Sexually transmitted diseases among teens indicate educational failures

It is estimated that young people ages 15 to 24 contract nearly 50 percent of the 20 million new sexually transmitted diseases each year. Additionally, 25 percent of sexually active adolescent females have a sexually transmitted infection, according to the Center for Disease Control. 

A common STI found among adolescents, chlamydia, when untreated can cause pelvic inflammatory disease—a major cause of infertility—ectopic pregnancy and chronic pain. Cases of chlamydia increased 4.7 percent during 2015-2016, according to the CDC. This is especially relevant in the southern United States, which reported the highest rate of chlamydia infections in 2016––a statistic which may very well be connected to the prevalence of abstinence-only sex education in the south.

Young adults ages 15 to 24 make up the largest percentage of HIV infections in the U.S., as well as 70 percent of gonorrhea infections and 66 percent of chlamydia cases, according to Planned Parenthood studies. 

Gay and bisexual men are especially at-risk for HIV infections, as are men who are of racial or ethnic minorities, according to the Huffington Post.  

The increase in STIs and STDs has had an incredibly negative impact on the public health of college students in the U.S. There are multiple cultural, behavioral and biological influences that contribute to the rise of STDs and STIs in American youth—especially on college campuses today.
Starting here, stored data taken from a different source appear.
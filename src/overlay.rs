//! Overlay planes and their compositing into rendered output.
//!
//! An overlay plane is a 1-bit bitmap (stand-alone packed bits, or a
//! single bit position embedded in 16-bit pixel words) burned into the
//! rendered frame after all value transforms. Planes come in two groups:
//! the planes stored in the data set, and additional planes attached by
//! the caller. Groups are applied in order, planes in order within their
//! group, so later planes overwrite earlier ones.
//!
//! Plane bitmaps are shared (`Arc`) between derived images; geometry
//! adjustments (origin moves) are plain per-plane fields and never touch
//! the shared bitmap.

use std::sync::Arc;

use tracing::{debug, warn};

use crate::display::DisplayFunction;
use crate::pixel::{maxval, Sample, WIDTH_OF_PVALUES};
use crate::{Error, InvalidOverlayGroupSnafu};
use snafu::ensure;

/// Lowest valid overlay group number.
pub const FIRST_OVERLAY_GROUP: u16 = 0x6000;
/// Highest valid overlay group number.
pub const LAST_OVERLAY_GROUP: u16 = 0x60FF;

/// How a plane's set bits modify the rendered pixels underneath.
#[derive(Debug, Copy, Clone, Eq, PartialEq, Hash)]
pub enum OverlayMode {
    /// Use the mode stored with the plane.
    Default,
    /// Write the foreground value.
    Replace,
    /// Write the foreground value where the pixel is at most the
    /// threshold, otherwise write 1.
    ThresholdReplace,
    /// Pixels at most half the output range become the maximum,
    /// the rest become 0.
    Complement,
    /// Write the foreground value where the bit is clear.
    InvertBitmap,
    /// Dim the area outside the plane by halving its bit depth.
    RegionOfInterest,
    /// Write a value derived from the plane's P-value,
    /// through the display function when present.
    BitmapShutter,
}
These forces range from structural barriers—like insufficient education or inadequate resources—to stigmas, social discomfort and shame. 

The increased prevalence of STDs and STIs among adolescents may reflect multiple barriers to accessing quality prevention and management services. Such obstacles include: the lack of available funds, the lack of transportation and long wait times. Additionally, further obstacles may be a result of conflicts between clinic hours, work and school schedules, embarrassment attached to seeking STD services, methods of testing and concerns about confidentiality. 

Despite any sense of awkwardness, getting tested and committing to safe sexual practices is the smartest decision one can make to protect their sexual and physical health. Confidential appointments are available on the Geneseo campus at the Lauderdale Health Center for anyone who is interested in any of the following services: gynecological exams, pap smears, birth control, emergency contraception, breast exams, complete referral service and STD/STI testing.

“Everyone deserves a sex life that is safe and healthy as well as pleasurable. Getting comfortable talking about STD testing and using protection is a good way to take care of your health and your partner’s,” Vice President of Education at Planned Parenthood Federation of America Leslie Kantor said in a Planned Parenthood press release on April 12, 2016. “Knowing your status is one of the most important things you can do to protect your health and take control of your sex life—and it’s easier than ever before.”

The sooner you know your status, the better you can care for your own health as well as the health of possible partners. Early identification and treatment can help to prevent the serious, lifelong health issues that could result from untreated STIs or STDs.